Unos 600 adolescentes acampan en una isla de Noruega. Es una tremenda ciudadela de carpas coloridas al aire libre, bien debajo del cielo. Hace un poco de frío, claro: así es el verano escandinavo. Pero no hay nieve, sólo pastito y un barro esponjoso repartido por toda la isla, que es puro bosque, con árboles muy altos y acantilados de piedra. Aunque no todo es color de rosa. La señal de internet no es buena, hay pocos enchufes para cargar los celulares y… ah, sí, algo más: hay un loco suelto con un arma que empieza a fusilar pibes uno por uno, hasta llegar a 77 muertos y 90 heridos.

Utøya, 22 de julio parece una película de terror, pero no. Está basada en hechos reales; aunque es bastante terrorífica, por cierto. El demente asesino en cuestión no es un monstruo cinematográfico en la línea de Chucky, Jason, Freddy Krueger o Michael Myers, sino algo mucho peor: un militante fanático de ultraderecha. Y el argumento se basa en una masacre real, la que ocurrió el 22 de julio de 2011 en la isla de Utøya, durante un campamento juvenil de la social-democracia noruega.

Dirigida por Erik Poppe, estrenada hace semanas en festivales europeos y, por el momento, a un par de clicks de cualquier pantalla del mundo, Utøya, 22 de julio es impactante. Claro que la historia original ya lo era, con su contexto de terrorismo endoeuropeo y su carga sistemática contra veraneantes adolescentes, aunque la forma narrativa elegida la vuelve más asfixiante aún. Está en una sola toma: la película no corta nunca y acompaña, cámara en mano, casi en tiempo real a una chica adolescente durante los 72 minutos que duró el ataque original, más algo de previa. Imposible no sentirse parte en esa secuencia: sabemos cómo empezó pero no cómo ni cuándo terminar.

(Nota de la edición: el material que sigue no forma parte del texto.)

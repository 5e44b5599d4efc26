//! Entry Store Module
//!
//! Concurrent key -> entry mapping backed by a sharded `DashMap`.

use std::sync::atomic::{AtomicU64, Ordering};
use std::time::Instant;

use dashmap::DashMap;

use crate::cache::deadlines::{Deadline, DeadlineIndex};
use crate::cache::CacheEntry;

// == Entry Store ==
/// Thread-safe storage for cache entries.
///
/// Writes lock only the shard holding the key, so traffic on unrelated keys
/// never serializes behind a single lock. Every inserted entry receives a
/// fresh stamp, which conditional removals use to make sure they only ever
/// reclaim the instance they observed. Entries with a TTL are also
/// scheduled in a [`DeadlineIndex`] so sweeps can find them without a scan.
#[derive(Debug)]
pub struct EntryStore {
    entries: DashMap<String, CacheEntry>,
    deadlines: DeadlineIndex,
    next_stamp: AtomicU64,
}

impl EntryStore {
    // == Constructor ==
    pub fn new() -> Self {
        Self {
            entries: DashMap::new(),
            deadlines: DeadlineIndex::new(),
            next_stamp: AtomicU64::new(1),
        }
    }

    // == Put ==
    /// Inserts or atomically replaces the entry for `key`.
    ///
    /// Returns the stamp assigned to the new entry.
    pub fn put(&self, key: String, mut entry: CacheEntry) -> u64 {
        let stamp = self.next_stamp.fetch_add(1, Ordering::Relaxed);
        entry.stamp = stamp;
        let expire_at = entry.expire_at;
        match expire_at {
            Some(at) => {
                self.entries.insert(key.clone(), entry);
                self.schedule(key, stamp, at);
            }
            None => {
                self.entries.insert(key, entry);
            }
        }
        stamp
    }

    // == Get If Present ==
    /// Returns a copy of the entry, expired or not.
    ///
    /// Values are shared behind an `Arc`, so the copy is cheap.
    pub fn get_if_present(&self, key: &str) -> Option<CacheEntry> {
        self.entries.get(key).map(|entry| entry.value().clone())
    }

    // == Update ==
    /// Runs `f` against the entry while holding its shard write lock.
    ///
    /// Returns None if the key is absent. A changed deadline is rescheduled
    /// once the lock is released.
    pub fn update<R>(&self, key: &str, f: impl FnOnce(&mut CacheEntry) -> R) -> Option<R> {
        let mut entry = self.entries.get_mut(key)?;
        let before = entry.expire_at;
        let result = f(entry.value_mut());
        let moved = match entry.expire_at {
            Some(at) if entry.expire_at != before => Some((at, entry.stamp)),
            _ => None,
        };
        drop(entry);

        if let Some((at, stamp)) = moved {
            self.schedule(key.to_string(), stamp, at);
        }
        Some(result)
    }

    // == Remove ==
    /// Removes the entry for `key`. Removing an absent key is a no-op.
    pub fn remove(&self, key: &str) -> bool {
        self.entries.remove(key).is_some()
    }

    /// Removes `key` only if it still holds the entry with `stamp` and `still` holds for it.
    pub fn remove_if_stamp(
        &self,
        key: &str,
        stamp: u64,
        still: impl FnOnce(&CacheEntry) -> bool,
    ) -> bool {
        self.entries
            .remove_if(key, |_, entry| entry.stamp == stamp && still(entry))
            .is_some()
    }

    // == Remove Matching ==
    /// Removes every entry whose key satisfies `predicate`.
    ///
    /// Keys are snapshotted first and removed one by one, so no shard stays
    /// write-locked for the whole scan. Returns the number removed.
    pub fn remove_matching(&self, predicate: impl Fn(&str) -> bool) -> usize {
        let matched: Vec<(String, u64)> = self
            .entries
            .iter()
            .filter(|entry| predicate(entry.key()))
            .map(|entry| (entry.key().clone(), entry.value().stamp))
            .collect();

        matched
            .into_iter()
            .filter(|(key, stamp)| self.remove_if_stamp(key, *stamp, |_| true))
            .count()
    }

    // == Due Entries ==
    /// Pops scheduled deadlines that are due at `now`, at most `limit` of them.
    ///
    /// Returns `(key, stamp)` pairs. A pair may be stale (the entry was since
    /// overwritten, refreshed or deleted), so removal must re-check it.
    pub fn pop_due(&self, now: Instant, limit: Option<usize>) -> Vec<(String, u64)> {
        self.deadlines
            .pop_due(now, limit)
            .into_iter()
            .map(|deadline| (deadline.key, deadline.stamp))
            .collect()
    }

    /// Deadlines still scheduled, stale ones included.
    pub fn pending_deadlines(&self) -> usize {
        self.deadlines.pending()
    }

    fn schedule(&self, key: String, stamp: u64, at: Instant) {
        self.deadlines.schedule(Deadline { at, stamp, key }, |d| {
            self.entries
                .get(&d.key)
                .is_some_and(|entry| entry.stamp == d.stamp && entry.expire_at == Some(d.at))
        });
    }

    /// Keys satisfying `predicate` over key and entry.
    pub fn keys_where(&self, predicate: impl Fn(&str, &CacheEntry) -> bool) -> Vec<String> {
        self.entries
            .iter()
            .filter(|entry| predicate(entry.key(), entry.value()))
            .map(|entry| entry.key().clone())
            .collect()
    }

    // == Clear ==
    /// Removes every entry, returning the approximate count removed.
    pub fn clear(&self) -> usize {
        let count = self.entries.len();
        self.entries.clear();
        self.deadlines.clear();
        count
    }

    // == Length ==
    /// Physical entry count, including expired entries not yet reclaimed.
    pub fn len(&self) -> usize {
        self.entries.len()
    }

    pub fn is_empty(&self) -> bool {
        self.entries.is_empty()
    }
}

impl Default for EntryStore {
    fn default() -> Self {
        Self::new()
    }
}

// == Unit Tests ==
#[cfg(test)]
mod tests {
    use super::*;
    use crate::cache::CachedValue;
    use std::sync::Arc;
    use std::thread;
    use std::time::{Duration, Instant};

    fn entry(value: &str) -> CacheEntry {
        CacheEntry::new(CachedValue::new(value.to_string()), None, Instant::now())
    }

    fn read(store: &EntryStore, key: &str) -> Option<String> {
        store
            .get_if_present(key)
            .and_then(|e| e.value.read::<String>())
    }

    #[test]
    fn test_store_new() {
        let store = EntryStore::new();
        assert_eq!(store.len(), 0);
        assert!(store.is_empty());
    }

    #[test]
    fn test_put_and_get() {
        let store = EntryStore::new();
        store.put("key1".to_string(), entry("value1"));

        assert_eq!(read(&store, "key1").as_deref(), Some("value1"));
        assert_eq!(store.len(), 1);
    }

    #[test]
    fn test_put_replaces_and_restamps() {
        let store = EntryStore::new();
        let first = store.put("key1".to_string(), entry("value1"));
        let second = store.put("key1".to_string(), entry("value2"));

        assert_ne!(first, second);
        assert_eq!(read(&store, "key1").as_deref(), Some("value2"));
        assert_eq!(store.len(), 1);
    }

    #[test]
    fn test_get_does_not_filter_expired() {
        let store = EntryStore::new();
        let mut stale = entry("old");
        stale.expire_at = Some(Instant::now() - Duration::from_secs(1));
        store.put("k".to_string(), stale);

        assert!(store.get_if_present("k").is_some());
    }

    #[test]
    fn test_remove_idempotent() {
        let store = EntryStore::new();
        store.put("key1".to_string(), entry("value1"));

        assert!(store.remove("key1"));
        assert!(!store.remove("key1"));
        assert!(!store.remove("never"));
        assert!(store.is_empty());
    }

    #[test]
    fn test_remove_if_stamp_skips_newer_entry() {
        let store = EntryStore::new();
        let old = store.put("k".to_string(), entry("old"));
        store.put("k".to_string(), entry("new"));

        assert!(!store.remove_if_stamp("k", old, |_| true));
        assert_eq!(read(&store, "k").as_deref(), Some("new"));
    }

    #[test]
    fn test_remove_if_stamp_checks_condition() {
        let store = EntryStore::new();
        let stamp = store.put("k".to_string(), entry("v"));

        assert!(!store.remove_if_stamp("k", stamp, |_| false));
        assert!(store.remove_if_stamp("k", stamp, |_| true));
        assert!(store.is_empty());
    }

    #[test]
    fn test_update_in_place() {
        let store = EntryStore::new();
        store.put("k".to_string(), entry("v"));

        let deadline = Instant::now() + Duration::from_secs(5);
        let updated = store.update("k", |e| {
            e.expire_at = Some(deadline);
            e.stamp
        });

        assert!(updated.is_some());
        assert_eq!(store.get_if_present("k").unwrap().expire_at, Some(deadline));
        assert!(store.update("missing", |_| ()).is_none());
    }

    #[test]
    fn test_remove_matching() {
        let store = EntryStore::new();
        store.put("user:1".to_string(), entry("a"));
        store.put("user:2".to_string(), entry("b"));
        store.put("order:1".to_string(), entry("c"));

        let removed = store.remove_matching(|key| key.starts_with("user:"));

        assert_eq!(removed, 2);
        assert_eq!(store.len(), 1);
        assert!(store.get_if_present("order:1").is_some());
    }

    #[test]
    fn test_pop_due_returns_only_expired_ttl_entries() {
        let store = EntryStore::new();
        let now = Instant::now();
        store.put("forever".to_string(), entry("v"));
        store.put(
            "later".to_string(),
            CacheEntry::new(CachedValue::new(1u8), Some(Duration::from_secs(60)), now),
        );
        let mut stale = entry("old");
        stale.expire_at = Some(now - Duration::from_secs(1));
        let stamp = store.put("stale".to_string(), stale);

        assert_eq!(store.pending_deadlines(), 2);
        assert_eq!(store.pop_due(now, None), vec![("stale".to_string(), stamp)]);
        assert_eq!(store.pending_deadlines(), 1);
    }

    #[test]
    fn test_update_reschedules_moved_deadline() {
        let store = EntryStore::new();
        let now = Instant::now();
        let mut e = entry("v");
        e.expire_at = Some(now - Duration::from_secs(1));
        store.put("k".to_string(), e);

        let later = now + Duration::from_secs(60);
        store.update("k", |e| e.expire_at = Some(later));
        assert_eq!(store.pending_deadlines(), 2);

        // Only the old deadline is due; the new one waits
        assert_eq!(store.pop_due(now, None).len(), 1);
        assert_eq!(store.pop_due(later, None).len(), 1);
        assert_eq!(store.pending_deadlines(), 0);
    }

    #[test]
    fn test_clear() {
        let store = EntryStore::new();
        store.put("a".to_string(), entry("1"));
        store.put("b".to_string(), entry("2"));

        assert_eq!(store.clear(), 2);
        assert!(store.is_empty());
        assert_eq!(store.pending_deadlines(), 0);
    }

    #[test]
    fn test_concurrent_puts_distinct_keys() {
        let store = Arc::new(EntryStore::new());
        let handles: Vec<_> = (0..8)
            .map(|t| {
                let store = Arc::clone(&store);
                thread::spawn(move || {
                    for i in 0..500 {
                        store.put(format!("t{}:{}", t, i), entry("v"));
                    }
                })
            })
            .collect();

        for handle in handles {
            handle.join().unwrap();
        }

        assert_eq!(store.len(), 8 * 500);
    }
}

La joven se llama Kaja (fantástica la actriz Andrea Berntzen, de 20 años) y empieza la película charlando con amigos, recibiendo una llamada telefónica de su mamá, peleándose con su hermana menor por el quilombo que dejó en la carpa, iniciando muy tibiamente una situación de seducción... y de pronto se vuelve nuestra compañera de supervivencia. Tiros, gritos, más tiros, más gritos y a correr. Hay que correr. Corremos con ella, con sus amigos, no entendemos nada, todos van y vienen entre los árboles, más tiros, nos acostamos en el piso, nos quedamos quietos un buen rato, silenciamos el teléfono, más tiros y cambiamos de escondite, cambiamos de estrategia y cambiamos de opinión: mejor en las rocas, en el agua, entre el pasto, los muertos, los heridos y los que están en shock.

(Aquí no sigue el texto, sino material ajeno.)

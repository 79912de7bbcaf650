use std::sync::Arc;

use serde::Deserialize;

/// One playable immersive unit: an ordered panorama sequence with optional
/// narration and positioned interaction points.
#[derive(Clone, Debug, Deserialize)]
pub struct Experience {
    pub id: Arc<str>,
    pub title: String,
    pub description: String,
    pub monument: Monument,
    pub kind: ExperienceKind,
    pub frames: Vec<String>,
    #[serde(default)]
    pub thumbnails: Vec<String>,
    #[serde(default)]
    pub audio_track: Option<String>,
    #[serde(default)]
    pub interactions: Vec<Hotspot>,
    pub duration_minutes: u32,
    pub device_requirement: DeviceRequirement,
    #[serde(default)]
    pub features: Vec<String>,
    #[serde(default = "serde_true")]
    pub is_public: bool,
}

impl Experience {
    /// A record with no panoramic frames or a zero duration cannot be played.
    pub fn is_playable(&self) -> bool {
        !self.frames.is_empty() && self.duration_minutes > 0
    }

    pub fn has_audio_guide(&self) -> bool {
        self.audio_track.is_some()
    }

    pub fn thumbnail<'a>(&'a self, placeholder: &'a str) -> &'a str {
        self.thumbnails
            .first()
            .map(String::as_str)
            .unwrap_or(placeholder)
    }
}

/// The physical site an experience belongs to.  Owned by the catalog, never
/// mutated by the viewer.
#[derive(Clone, Debug, Deserialize)]
pub struct Monument {
    pub name: String,
    pub location: String,
}

#[derive(Clone, Copy, Debug, PartialEq, Eq, Deserialize)]
#[serde(rename_all = "snake_case")]
pub enum ExperienceKind {
    PanoramaTour,
    ArOverlay,
    VrImmersive,
    GuidedNarration,
}

impl ExperienceKind {
    pub fn label(&self) -> &'static str {
        match self {
            Self::PanoramaTour => "panorama tour",
            Self::ArOverlay => "AR overlay",
            Self::VrImmersive => "VR immersive",
            Self::GuidedNarration => "guided narration",
        }
    }
}

/// Advisory device hint shown on gallery cards.  Does not block playback.
#[derive(Clone, Copy, Debug, PartialEq, Eq, Deserialize)]
#[serde(rename_all = "snake_case")]
pub enum DeviceRequirement {
    Mobile,
    Desktop,
    VrHeadset,
}

impl DeviceRequirement {
    pub fn label(&self) -> &'static str {
        match self {
            Self::Mobile => "mobile",
            Self::Desktop => "desktop",
            Self::VrHeadset => "VR headset",
        }
    }
}

/// An interactive annotation bound to the frame's coordinate space.
#[derive(Clone, Debug, Deserialize)]
pub struct Hotspot {
    pub id: Arc<str>,
    #[serde(default)]
    pub kind: HotspotKind,
    pub position: Position,
    pub content: Arc<str>,
    #[serde(default)]
    pub media: Option<Arc<str>>,
}

#[derive(Clone, Copy, Debug, PartialEq, Eq, Deserialize)]
#[serde(rename_all = "snake_case")]
pub enum HotspotKind {
    Hotspot,
    Annotation,
    Quiz,
    Story,
}

impl Default for HotspotKind {
    fn default() -> Self {
        Self::Hotspot
    }
}

/// Normalized position in percent of the rendered frame's bounding box.
/// `z` is carried for future depth use but not interpreted yet.
#[derive(Clone, Copy, Debug, Default, Deserialize)]
pub struct Position {
    pub x: f64,
    pub y: f64,
    #[serde(default)]
    pub z: f64,
}

impl Position {
    /// Out-of-range coordinates are a data error, not a crash.  Clamp before
    /// any projection.
    pub fn clamped(&self) -> (f64, f64) {
        (self.x.clamp(0.0, 100.0), self.y.clamp(0.0, 100.0))
    }
}

pub fn format_duration(minutes: u32) -> String {
    let hours = minutes / 60;
    let mins = minutes % 60;
    if hours > 0 {
        format!("{hours}h {mins}m")
    } else {
        format!("{mins}m")
    }
}

fn serde_true() -> bool {
    true
}
#![allow(clippy::new_without_default)]

pub mod catalog;
pub mod device;
pub mod error;
pub mod experience;
pub mod host;
pub mod util;
pub mod viewer;
use std::time::Duration;

pub const NET_CONNECT_TIMEOUT: Duration = Duration::from_millis(8 * 1000);

pub const NET_IO_TIMEOUT: Duration = Duration::from_millis(16 * 1000);

pub fn default_ureq_agent_builder(
    proxy_url: Option<&str>,
) -> ureq::config::ConfigBuilder<ureq::typestate::AgentScope> {
    let mut agent = ureq::Agent::config_builder()
        .timeout_connect(Some(NET_CONNECT_TIMEOUT))
        .timeout_recv_response(Some(NET_IO_TIMEOUT))
        .timeout_send_request(Some(NET_IO_TIMEOUT));

    if let Some(proxy_url) = proxy_url {
        let proxy = ureq::Proxy::new(proxy_url).ok();
        agent = agent.proxy(proxy);
    }

    agent
}
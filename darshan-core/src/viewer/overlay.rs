//! Thin projection layer for interactive hotspots.  Holds no display state;
//! activation only hands the hotspot's payload back to the caller.

use std::sync::Arc;

use crate::experience::Hotspot;

/// Pixel bounding box of the rendered frame.
#[derive(Clone, Copy, Debug, PartialEq)]
pub struct FrameBounds {
    pub left: f64,
    pub top: f64,
    pub width: f64,
    pub height: f64,
}

/// A hotspot resolved to absolute pixel coordinates.
#[derive(Clone, Debug, PartialEq)]
pub struct ProjectedHotspot {
    pub id: Arc<str>,
    pub x: f64,
    pub y: f64,
}

/// Payload surfaced to the embedder when a hotspot is activated.
#[derive(Clone, Debug, PartialEq)]
pub struct HotspotActivation {
    pub content: Arc<str>,
    pub media: Option<Arc<str>>,
}

pub fn project(hotspots: &[Hotspot], bounds: &FrameBounds) -> Vec<ProjectedHotspot> {
    hotspots
        .iter()
        .map(|spot| {
            let (x, y) = spot.position.clamped();
            ProjectedHotspot {
                id: spot.id.clone(),
                x: bounds.left + bounds.width * x / 100.0,
                y: bounds.top + bounds.height * y / 100.0,
            }
        })
        .collect()
}

pub fn activate(hotspots: &[Hotspot], id: &str) -> Option<HotspotActivation> {
    hotspots
        .iter()
        .find(|spot| &*spot.id == id)
        .map(|spot| HotspotActivation {
            content: spot.content.clone(),
            media: spot.media.clone(),
        })
}
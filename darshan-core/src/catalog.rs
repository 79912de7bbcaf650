use std::sync::Arc;

use serde::Deserialize;
use url::Url;

use crate::{error::Error, experience::Experience, util::default_ureq_agent_builder};

pub type CatalogHandle = Arc<Catalog>;

/// Remote catalog of immersive experiences.  The shell issues at most one
/// fetch per mount; there is no retry policy.
pub struct Catalog {
    agent: ureq::Agent,
    endpoint: Url,
}

impl Catalog {
    /// `base_url` should end with a trailing slash so the endpoint joins as
    /// a path segment.
    pub fn new(base_url: &str, proxy_url: Option<&str>) -> Result<CatalogHandle, Error> {
        let endpoint = Url::parse(base_url)
            .and_then(|base| base.join("vr-experiences"))
            .map_err(|err| Error::TransportError(Box::new(err)))?;
        let agent = default_ureq_agent_builder(proxy_url).build().into();
        Ok(Arc::new(Self { agent, endpoint }))
    }

    pub fn fetch_experiences(&self) -> Result<Vec<Experience>, Error> {
        let mut response = self.agent.get(self.endpoint.as_str()).call()?;
        let envelope: CatalogResponse = response.body_mut().read_json()?;
        decode(envelope)
    }
}

#[derive(Deserialize)]
struct CatalogResponse {
    success: bool,
    #[serde(default)]
    data: Vec<Experience>,
}

fn decode(envelope: CatalogResponse) -> Result<Vec<Experience>, Error> {
    if !envelope.success {
        return Err(Error::CatalogUnavailable);
    }
    Ok(filter_playable(envelope.data))
}

/// Records that are private or fail validation are dropped with a warning
/// instead of failing the whole load.
fn filter_playable(records: Vec<Experience>) -> Vec<Experience> {
    records
        .into_iter()
        .filter(|exp| {
            if !exp.is_public {
                log::info!("skipping private experience {}", exp.id);
                false
            } else if !exp.is_playable() {
                log::warn!(
                    "skipping unplayable experience {}: no frames or zero duration",
                    exp.id
                );
                false
            } else {
                true
            }
        })
        .collect()
}

/// Loading state of the catalog, owned by the shell.
pub enum CatalogState {
    Empty,
    Loading,
    Ready(Arc<Vec<Experience>>),
    Failed(String),
}

impl CatalogState {
    pub fn is_empty(&self) -> bool {
        matches!(self, Self::Empty)
    }

    pub fn is_loading(&self) -> bool {
        matches!(self, Self::Loading)
    }

    pub fn is_ready(&self) -> bool {
        matches!(self, Self::Ready(_))
    }

    pub fn is_failed(&self) -> bool {
        matches!(self, Self::Failed(_))
    }

    pub fn resolve(&mut self, list: Vec<Experience>) {
        *self = Self::Ready(Arc::new(list));
    }

    pub fn reject(&mut self, reason: String) {
        *self = Self::Failed(reason);
    }

    /// Experiences to render as gallery cards.  Empty while loading and
    /// after a failed load, keeping the gallery renderable either way.
    pub fn experiences(&self) -> &[Experience] {
        match self {
            Self::Ready(list) => list,
            _ => &[],
        }
    }

    pub fn find(&self, id: &str) -> Option<Experience> {
        self.experiences().iter().find(|exp| &*exp.id == id).cloned()
    }
}

impl Default for CatalogState {
    fn default() -> Self {
        Self::Empty
    }
}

Utøya, 22 de julio no es sólo la escalofriante cacería adolescente que puede esperarse a partir de aquella “noticia” del ataque terrorista en cuestión, en el que casi el 80 por ciento de las víctimas fatales tenían entre 14 y 21 años. Es también un curso acelerado de solidaridad adolescente con cambios de roles entre los que protegen y los que necesitan ser protegidos. Un desesperante crecimiento a los bifes –a los tiros– con la exigencia extrema de sobrevivir, acaso con una extraña e inquietante rima gamer, visual, con los videojuegos de supervivencia en campos de batalla.

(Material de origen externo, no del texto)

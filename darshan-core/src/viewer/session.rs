use std::{collections::HashSet, sync::Arc};

use crate::{device::DeviceClass, experience::Experience};

use super::navigator::Navigator;

/// Ephemeral per-visit state.  Created by the shell on "start experience"
/// and discarded on exit; re-entering the same experience starts fresh at
/// frame 0.
pub struct ViewerSession {
    experience: Arc<Experience>,
    navigator: Navigator,
    audio_playing: bool,
    fullscreen: bool,
    vr_active: bool,
    controls_visible: bool,
    failed_frames: HashSet<usize>,
}

impl ViewerSession {
    pub fn new(experience: Arc<Experience>) -> Self {
        let navigator = Navigator::new(experience.frames.len());
        Self {
            experience,
            navigator,
            audio_playing: false,
            fullscreen: false,
            vr_active: false,
            controls_visible: true,
            failed_frames: HashSet::new(),
        }
    }

    pub fn experience(&self) -> &Arc<Experience> {
        &self.experience
    }

    pub fn frame_index(&self) -> usize {
        self.navigator.position()
    }

    /// Asset reference for the current frame, substituting the placeholder
    /// for frames whose asset failed to load.  Never touches the position.
    pub fn frame_src<'a>(&'a self, placeholder: &'a str) -> &'a str {
        let index = self.navigator.position();
        if self.failed_frames.contains(&index) {
            placeholder
        } else {
            self.experience.frames[index].as_str()
        }
    }

    pub fn audio_playing(&self) -> bool {
        self.audio_playing
    }

    pub fn is_fullscreen(&self) -> bool {
        self.fullscreen
    }

    pub fn vr_active(&self) -> bool {
        self.vr_active
    }

    pub fn controls_visible(&self) -> bool {
        self.controls_visible
    }

    /// Controls surfaced for this session on the given device.  The kind
    /// and catalog data gate affordances only, never the navigation or
    /// hotspot contracts.
    pub fn control_set(&self, device_class: DeviceClass) -> ControlSet {
        ControlSet {
            audio: self.experience.has_audio_guide(),
            fullscreen: true,
            vr: device_class == DeviceClass::Mobile,
        }
    }

    pub(super) fn navigator_mut(&mut self) -> &mut Navigator {
        &mut self.navigator
    }

    /// Returns `false` when the session was already in the requested state,
    /// keeping play/pause idempotent-safe.
    pub(super) fn set_audio(&mut self, playing: bool) -> bool {
        if self.audio_playing == playing {
            false
        } else {
            self.audio_playing = playing;
            true
        }
    }

    pub(super) fn set_fullscreen(&mut self, held: bool) {
        self.fullscreen = held;
    }

    pub(super) fn set_vr_active(&mut self, active: bool) {
        self.vr_active = active;
    }

    pub(super) fn toggle_controls(&mut self) -> bool {
        self.controls_visible = !self.controls_visible;
        self.controls_visible
    }

    pub(super) fn mark_frame_failed(&mut self, index: usize) {
        if index < self.navigator.frame_count() {
            self.failed_frames.insert(index);
        }
    }
}

/// Which controls the embedder should render for the active session.
#[derive(Clone, Copy, Debug, PartialEq, Eq)]
pub struct ControlSet {
    pub audio: bool,
    pub fullscreen: bool,
    pub vr: bool,
}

Lo único parecido a un spoiler que aquí habilitaremos es el aplauso para una sutileza: la película no necesita en ningún caso mencionar el nombre del terrorista –que dicho sea de paso, es noruego y está en prisión–. Casi, ni siquiera lo muestra. Se trata de un ninguneo refinado y poético: la historia que nos interesa y nos mueve, definitivamente, no es la de los hijos de puta.